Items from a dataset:

//! Output types for gitmoji suggestions
//!
//! - Plain-message suggestions rendered as JSON
//! - Conventional commit lines

mod commit;

pub use self::commit::{
    ConventionalCommit, GitmojiSuggestion, format_conventional_commit, format_suggested_message,
};
use chrono::Local;
use log::{Level, LevelFilter, Metadata, Record};
use parking_lot::Mutex;
use std::fs::OpenOptions;
use std::io::{self, Write};
use tracing_subscriber::{
    EnvFilter, Registry,
    fmt::{self, format::FmtSpan},
    layer::SubscriberExt,
};

struct SelectorLogger;

static LOGGER: SelectorLogger = SelectorLogger;
static LOGGING_ENABLED: std::sync::LazyLock<Mutex<bool>> =
    std::sync::LazyLock::new(|| Mutex::new(false));
static LOG_FILE: std::sync::LazyLock<Mutex<Option<std::fs::File>>> =
    std::sync::LazyLock::new(|| Mutex::new(None));
static LOG_TO_STDERR: std::sync::LazyLock<Mutex<bool>> =
    std::sync::LazyLock::new(|| Mutex::new(false));
static VERBOSE_LOGGING: std::sync::LazyLock<Mutex<bool>> =
    std::sync::LazyLock::new(|| Mutex::new(false));

/// Writer for tracing output, shared with the log facade's destinations
#[derive(Clone)]
struct UnifiedWriter;

impl Write for UnifiedWriter {
    fn write(&mut self, buf: &[u8]) -> io::Result<usize> {
        if let Some(file) = LOG_FILE.lock().as_mut() {
            let _ = file.write_all(buf);
            let _ = file.flush();
        }

        if *LOG_TO_STDERR.lock() {
            let _ = io::stderr().write_all(buf);
        }

        Ok(buf.len())
    }

    fn flush(&mut self) -> io::Result<()> {
        if let Some(file) = LOG_FILE.lock().as_mut() {
            let _ = file.flush();
        }
        Ok(())
    }
}

impl<'a> tracing_subscriber::fmt::MakeWriter<'a> for UnifiedWriter {
    type Writer = UnifiedWriter;

    fn make_writer(&'a self) -> Self::Writer {
        UnifiedWriter
    }
}

impl log::Log for SelectorLogger {
    fn enabled(&self, metadata: &Metadata) -> bool {
        if !*LOGGING_ENABLED.lock() {
            return false;
        }

        if metadata.target().starts_with("gitmoji_selector") {
            return metadata.level() <= Level::Debug;
        }

        // Other crates only get through when verbose, and never below info
        if !*VERBOSE_LOGGING.lock() {
            return false;
        }

        metadata.level() <= Level::Info
    }

    fn log(&self, record: &Record) {
        if self.enabled(record.metadata()) {
            let timestamp = Local::now().format("%Y-%m-%d %H:%M:%S%.3f");
            let message = format!(
                "{} {} [{}] - {}\n",
                timestamp,
                record.level(),
                record.target(),
                record.args()
            );

            if let Some(file) = LOG_FILE.lock().as_mut() {
                let _ = file.write_all(message.as_bytes());
                let _ = file.flush();
            }

            // stdout carries the suggestion, so mirroring only ever goes to stderr
            if *LOG_TO_STDERR.lock() {
                eprint!("{message}");
            }
        }
    }

    fn flush(&self) {}
}

/// Initialize unified logging system supporting both log and tracing
pub fn init() -> Result<(), Box<dyn std::error::Error>> {
    use std::sync::{Once, OnceLock};
    static INIT: Once = Once::new();
    static INIT_RESULT: OnceLock<Result<(), String>> = OnceLock::new();

    INIT.call_once(|| {
        let verbose_from_env = std::env::var("GITMOJI_SELECTOR_VERBOSE").is_ok()
            || std::env::var("RUST_LOG").is_ok_and(|v| v.contains("debug") || v.contains("trace"));

        if verbose_from_env {
            set_verbose_logging(true);
        }

        let env_filter = EnvFilter::try_from_default_env()
            .unwrap_or_else(|_| "gitmoji_selector=debug,warn".into());

        let fmt_layer = fmt::Layer::new()
            .with_target(true)
            .with_level(true)
            .with_ansi(false)
            .with_timer(fmt::time::ChronoUtc::rfc_3339())
            .with_span_events(FmtSpan::CLOSE)
            .with_writer(UnifiedWriter);

        // try_init would install tracing-log and take the log facade from LOGGER
        let subscriber = Registry::default().with(env_filter).with(fmt_layer);
        let tracing_result = tracing::subscriber::set_global_default(subscriber);

        let log_result = log::set_logger(&LOGGER).map(|()| log::set_max_level(LevelFilter::Debug));

        let result = match (tracing_result, log_result) {
            (Ok(()), _) | (Err(_), Ok(())) => Ok(()),
            (Err(tracing_err), Err(log_err)) => Err(format!(
                "Failed to initialize logging: tracing={tracing_err}, log={log_err}"
            )),
        };

        let _ = INIT_RESULT.set(result);
    });

    match INIT_RESULT.get() {
        Some(Ok(())) => Ok(()),
        Some(Err(e)) => Err(e.clone().into()),
        None => Err("Initialization failed unexpectedly".into()),
    }
}

pub fn enable_logging() {
    let mut logging_enabled = LOGGING_ENABLED.lock();
    *logging_enabled = true;
}

pub fn disable_logging() {
    let mut logging_enabled = LOGGING_ENABLED.lock();
    *logging_enabled = false;
}

pub fn set_verbose_logging(enabled: bool) {
    let mut verbose_logging = VERBOSE_LOGGING.lock();
    *verbose_logging = enabled;
}

pub fn set_log_file(file_path: &str) -> std::io::Result<()> {
    let file = OpenOptions::new()
        .create(true)
        .append(true)
        .open(file_path)?;

    let mut log_file = LOG_FILE.lock();
    *log_file = Some(file);
    Ok(())
}

pub fn set_log_to_stderr(enabled: bool) {
    let mut log_to_stderr = LOG_TO_STDERR.lock();
    *log_to_stderr = enabled;
}

#[macro_export]
macro_rules! log_debug {
    ($($arg:tt)*) => {
        log::debug!($($arg)*)
    };
}

#[macro_export]
macro_rules! log_warn {
    ($($arg:tt)*) => {
        log::warn!($($arg)*)
    };
}
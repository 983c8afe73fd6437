use crate::config::Config;
use crate::gitmoji;
use crate::log_debug;
use crate::types::{ConventionalCommit, GitmojiSuggestion, format_conventional_commit};
use crate::ui;
use anyhow::{Context, Result};

/// Render the JSON suggestion for a plain message
pub fn render_suggestion(message: &str, pretty: bool) -> Result<String> {
    let suggestion = GitmojiSuggestion::for_message(message);
    log_debug!(
        "Suggested {} ({}) for {:?}",
        suggestion.emoji,
        suggestion.description,
        message
    );

    let rendered = if pretty {
        serde_json::to_string_pretty(&suggestion)
    } else {
        serde_json::to_string(&suggestion)
    };
    rendered.context("Failed to serialize gitmoji suggestion")
}

/// Handle a plain commit message
pub fn handle_message_command(message: &str, config: &Config) -> Result<()> {
    let _span = tracing::debug_span!("suggest", mode = "plain").entered();
    println!("{}", render_suggestion(message, config.pretty_json)?);
    Ok(())
}

/// Handle a `--conventional` invocation
pub fn handle_conventional_command(commit: &ConventionalCommit) {
    let _span = tracing::debug_span!(
        "suggest",
        mode = "conventional",
        commit_type = %commit.commit_type
    )
    .entered();
    log_debug!("Formatting conventional commit: {:?}", commit);
    println!("{}", format_conventional_commit(commit));
}

/// Handle `--list`
pub fn handle_list_command(config: &Config) {
    if config.color {
        print!("{}", ui::format_rule_table(gitmoji::rules()));
    } else {
        print!("{}", gitmoji::get_gitmoji_list());
    }
}
use crate::gitmoji::{DEFAULT_DESCRIPTION, DEFAULT_EMOJI, Rule};
use colored::Colorize;
use std::fmt::Write;

// RGB tuple constants for use with the `colored` crate's `.truecolor()` method
pub mod rgb {
    pub const ELECTRIC_PURPLE: (u8, u8, u8) = (225, 53, 255);
    pub const NEON_CYAN: (u8, u8, u8) = (128, 255, 234);
    pub const CORAL: (u8, u8, u8) = (255, 106, 193);
    pub const DIM_WHITE: (u8, u8, u8) = (180, 180, 190);
}

/// Two-line usage text, exactly as printed on a usage error
pub fn usage_text(bin: &str) -> String {
    format!("Usage: {bin} <commit-message>\n       {bin} --conventional <type> [scope] <message>")
}

/// Usage errors always go to stderr, uncolored so they stay script friendly
pub fn print_usage(bin: &str) {
    eprintln!("{}", usage_text(bin));
}

pub fn print_version(version: &str) {
    println!(
        "{} {} {}",
        "✨ gitmoji-selector".magenta().bold(),
        "version".cyan(),
        version.green()
    );
}

/// Colored rendering of the rule table in evaluation order, with keywords
pub fn format_rule_table(rules: &[Rule]) -> String {
    let (pr, pg, pb) = rgb::ELECTRIC_PURPLE;
    let (cr, cg, cb) = rgb::NEON_CYAN;
    let (dr, dg, db) = rgb::DIM_WHITE;
    let mut out = String::new();

    for (index, rule) in rules.iter().enumerate() {
        let position = format!("{:>2}.", index + 1);
        let code = format!(":{}:", rule.code);
        let keywords = rule.keywords().replace('|', ", ");
        writeln!(
            out,
            "{} {} {} {}\n     {}",
            position.truecolor(dr, dg, db),
            rule.emoji,
            code.truecolor(pr, pg, pb).bold(),
            rule.summary.truecolor(cr, cg, cb),
            keywords.truecolor(dr, dg, db)
        )
        .expect("write to string should not fail");
    }

    let (r, g, b) = rgb::CORAL;
    let fallback = format!("default: {DEFAULT_EMOJI} {DEFAULT_DESCRIPTION}");
    writeln!(out, "{}", fallback.truecolor(r, g, b).italic())
        .expect("write to string should not fail");

    out
}

pub fn print_error(message: &str) {
    eprintln!("{}", message.red().bold());
}
use gitmoji_selector::gitmoji::{
    DEFAULT_DESCRIPTION, DEFAULT_EMOJI, Gitmoji, classify, extract_gitmoji_from_message,
    get_gitmoji_list, rules,
};

fn assert_gitmoji(text: &str, emoji: &str, description: &str) {
    let gitmoji = classify(text);
    assert_eq!(gitmoji.emoji, emoji, "emoji for {text:?}");
    assert_eq!(gitmoji.description, description, "description for {text:?}");
}

#[test]
fn test_security_beats_feature_words() {
    assert_gitmoji("add a security patch", "🔐", "lock - fix security vulnerability");
    assert_gitmoji("fix XSS in comment form", "🔐", "lock - fix security vulnerability");
}

#[test]
fn test_bug_fix() {
    assert_gitmoji("fix bug in parser", "🐛", "bug - bug fix");
}

#[test]
fn test_refactor_beats_cleanup_removal() {
    assert_gitmoji("refactor and cleanup old code", "♻️", "recycle - refactor code");
    assert_gitmoji("cleanup", "♻️", "recycle - refactor code");
}

#[test]
fn test_documentation_beats_feature() {
    assert_gitmoji("add docs for the cli", "📝", "memo - documentation");
}

#[test]
fn test_each_category() {
    let cases = [
        ("add unit tests for parser", "🧪", "test_tube - add/update tests"),
        ("improve speed of startup", "⚡", "zap - improve performance"),
        ("tweak the button css", "💄", "lipstick - add/update UI or styles"),
        ("bump npm dependencies", "📦", "package - add/update dependencies"),
        ("update webpack config", "⚙️", "gear - configuration changes"),
        ("rework the pipeline", "🔨", "hammer - major refactoring"),
        ("delete unused files", "🗑️", "wastebasket - remove files/code"),
        ("new login page", "✨", "sparkles - new feature"),
    ];

    for (text, emoji, description) in cases {
        assert_gitmoji(text, emoji, description);
    }
}

#[test]
fn test_unmatched_text_uses_default() {
    for text in ["", "tweak things", "prefix the output", "testing", "😀 🎉"] {
        let gitmoji = classify(text);
        assert!(gitmoji.is_default(), "expected default for {text:?}");
        assert_eq!(gitmoji.emoji, DEFAULT_EMOJI);
        assert_eq!(gitmoji.description, DEFAULT_DESCRIPTION);
    }
}

#[test]
fn test_word_boundaries_reject_substrings() {
    assert_eq!(classify("defeated"), Gitmoji::general_change());
    assert_eq!(classify("addition to the warehouse"), Gitmoji::general_change());
}

#[test]
fn test_matching_is_case_insensitive() {
    assert_eq!(classify("FIX THE BUG"), classify("fix the bug"));
    assert_eq!(classify("Update README"), classify("update readme"));
}

#[test]
fn test_non_ascii_text() {
    assert_gitmoji("修复 bug", "🐛", "bug - bug fix");
}

#[test]
fn test_rule_order_is_stable() {
    let codes: Vec<&str> = rules().iter().map(|rule| rule.code).collect();
    assert_eq!(
        codes,
        [
            "lock",
            "memo",
            "test_tube",
            "bug",
            "recycle",
            "zap",
            "lipstick",
            "package",
            "gear",
            "hammer",
            "wastebasket",
            "sparkles",
        ]
    );
    assert_eq!(rules()[3].keywords(), "fix|bug|bugfix|issue");
}

#[test]
fn test_every_listed_keyword_matches_its_rule() {
    for rule in rules() {
        for keyword in rule.keywords().split('|') {
            assert!(rule.is_match(keyword), "{keyword:?} should match :{}:", rule.code);
        }
    }
}

#[test]
fn test_extract_leading_gitmoji() {
    assert_eq!(extract_gitmoji_from_message("🐛 fix crash"), Some('🐛'));
    assert_eq!(extract_gitmoji_from_message(": odd prefix"), Some(':'));
    assert_eq!(extract_gitmoji_from_message("fix crash"), None);
    assert_eq!(extract_gitmoji_from_message("🐛fix crash"), None);
    assert_eq!(extract_gitmoji_from_message(" 🐛 fix"), None);
    assert_eq!(extract_gitmoji_from_message(""), None);
}

#[test]
fn test_extraction_does_not_affect_classification() {
    assert_eq!(classify("🐛 fix crash"), classify("fix crash"));
}

#[test]
fn test_gitmoji_list() {
    let list = get_gitmoji_list();
    let lines: Vec<&str> = list.lines().collect();

    assert_eq!(lines.len(), rules().len() + 1);
    assert_eq!(lines[0], "🔐 - :lock: - fix security vulnerability");
    assert_eq!(lines[11], "✨ - :sparkles: - new feature");
    assert_eq!(lines[12], "✨ - (default) - sparkles - general change");
}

▶ Exercise aim: Out of the data above, set down the lines from the one with "use colored::Colorize;" to the one with "pub const CORAL: (u8, u8, u8)", both included, exactly as written and with no additions.

▶ Exercise response:
use colored::Colorize;
use std::fmt::Write;

// RGB tuple constants for use with the `colored` crate's `.truecolor()` method
pub mod rgb {
    pub const ELECTRIC_PURPLE: (u8, u8, u8) = (225, 53, 255);
    pub const NEON_CYAN: (u8, u8, u8) = (128, 255, 234);
    pub const CORAL: (u8, u8, u8) = (255, 106, 193);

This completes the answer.